Obesity, diabetes, and metabolic syndrome are interconnected conditions that influenced by multiple factors, including genetic, environmental, and lifestyle factors. Each condition has both unique genetic components and genetic mechanisms that contribute to their development. Genetics play a significant role in determining an individual’s susceptibility to obesity and type 2 diabetes. Certain genetic variations can influence factors, such as metabolism, appetite regulation, fat storage, and insulin sensitivity.
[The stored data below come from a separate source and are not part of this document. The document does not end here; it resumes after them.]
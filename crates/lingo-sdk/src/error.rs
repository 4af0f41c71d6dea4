use std::path::PathBuf;

use thiserror::Error;

#[derive(Debug, Error)]
pub enum SdkError {
    #[error("invalid configuration: {0}")]
    Config(#[from] toml::de::Error),

    #[error("cannot read {path}: {source}")]
    Io {
        path: PathBuf,
        #[source]
        source: std::io::Error,
    },

    #[error("processing error: {0}")]
    Process(#[from] lingo_processor::ProcessError),

    #[error("translation error: {0}")]
    Translate(#[from] lingo_translate::TranslateError),

    #[error("sync error: {0}")]
    Sync(#[from] lingo_sync::SyncError),
}

pub type SdkResult<T> = Result<T, SdkError>;
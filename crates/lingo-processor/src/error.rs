//! Error types for the processor crate.

use std::fmt;

use lingo_chunk::ChunkError;

use crate::transport::TransportError;

/// Where a structural mismatch was detected.
#[derive(Clone, Copy, Debug, PartialEq, Eq)]
pub enum MismatchScope {
    /// While validating the reply for one chunk.
    Chunk(usize),
    /// While validating the reassembled document.
    Merge,
}

impl fmt::Display for MismatchScope {
    fn fmt(&self, f: &mut fmt::Formatter<'_>) -> fmt::Result {
        match self {
            Self::Chunk(index) => write!(f, "chunk {index}"),
            Self::Merge => f.write_str("final merge"),
        }
    }
}

/// Errors that can occur while processing a document.
#[derive(Debug, thiserror::Error)]
pub enum ProcessError {
    /// The input could not be sliced.
    #[error("chunking error: {0}")]
    Chunking(#[from] ChunkError),

    /// A reply could not be parsed as an object document.
    #[error("chunk {chunk}: reply is not a valid document: {message}")]
    Parse { chunk: usize, message: String },

    /// A reply or the merged result does not have the source's structure.
    #[error("structural mismatch at {scope}: {reason}")]
    StructuralMismatch { scope: MismatchScope, reason: String },

    /// The text generator failed.
    #[error("transport error: {0}")]
    Transport(#[from] TransportError),

    /// A worker task ended abnormally.
    #[error("worker failed: {0}")]
    Worker(String),
}

impl ProcessError {
    /// Create a structural mismatch error.
    pub fn mismatch(scope: MismatchScope, reason: impl Into<String>) -> Self {
        Self::StructuralMismatch {
            scope,
            reason: reason.into(),
        }
    }
}

/// Convenience alias for processor results.
pub type ProcessResult<T> = Result<T, ProcessError>;
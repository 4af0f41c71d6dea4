use serde::{Deserialize, Serialize};

/// Author of a conversation turn.
#[derive(Clone, Copy, Debug, PartialEq, Eq, Hash, Serialize, Deserialize)]
#[serde(rename_all = "lowercase")]
pub enum Role {
    System,
    User,
    Assistant,
}

/// One turn of a conversation with a text generator.
#[derive(Clone, Debug, PartialEq, Eq, Serialize, Deserialize)]
pub struct Message {
    pub role: Role,
    pub content: String,
}

impl Message {
    pub fn new(role: Role, content: impl Into<String>) -> Self {
        Self {
            role,
            content: content.into(),
        }
    }

    pub fn system(content: impl Into<String>) -> Self {
        Self::new(Role::System, content)
    }

    pub fn user(content: impl Into<String>) -> Self {
        Self::new(Role::User, content)
    }

    pub fn assistant(content: impl Into<String>) -> Self {
        Self::new(Role::Assistant, content)
    }
}
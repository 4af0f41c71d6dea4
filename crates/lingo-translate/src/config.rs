use serde::{Deserialize, Serialize};

/// Configuration for the plain-text translator.
#[derive(Clone, Debug, PartialEq, Eq, Serialize, Deserialize)]
#[serde(default)]
pub struct TranslatorConfig {
    /// Extra attempts per chunk after the first one fails.
    pub plain_text_retries: usize,
}

impl Default for TranslatorConfig {
    fn default() -> Self {
        Self {
            plain_text_retries: 3,
        }
    }
}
Obesity is closely linked to the development of type 2 diabetes. Excess body fat, particularly abdominal fat, can contribute to the development of type 2 diabetes. Additionally, shared genetic factors can contribute to both obesity and insulin resistance, further connecting the two conditions. Both obesity and type 2 diabetes involve metabolic dysfunction. In obesity, there is often an imbalance between energy intake and expenditure, leading to the excess accumulation of fat and disruptions in metabolic processes. Similarly, type 2 diabetes is characterized by impaired glucose metabolism, insulin resistance, and the dysregulation of various metabolic pathways. These metabolic dysfunctions contribute to the development and progression of both conditions.

Understanding the connections among genetic factors, obesity, diabetes, and metabolic dysfunction is important for identifying individuals at higher risk, developing preventive strategies, and tailoring personalized interventions for the better management of these conditions.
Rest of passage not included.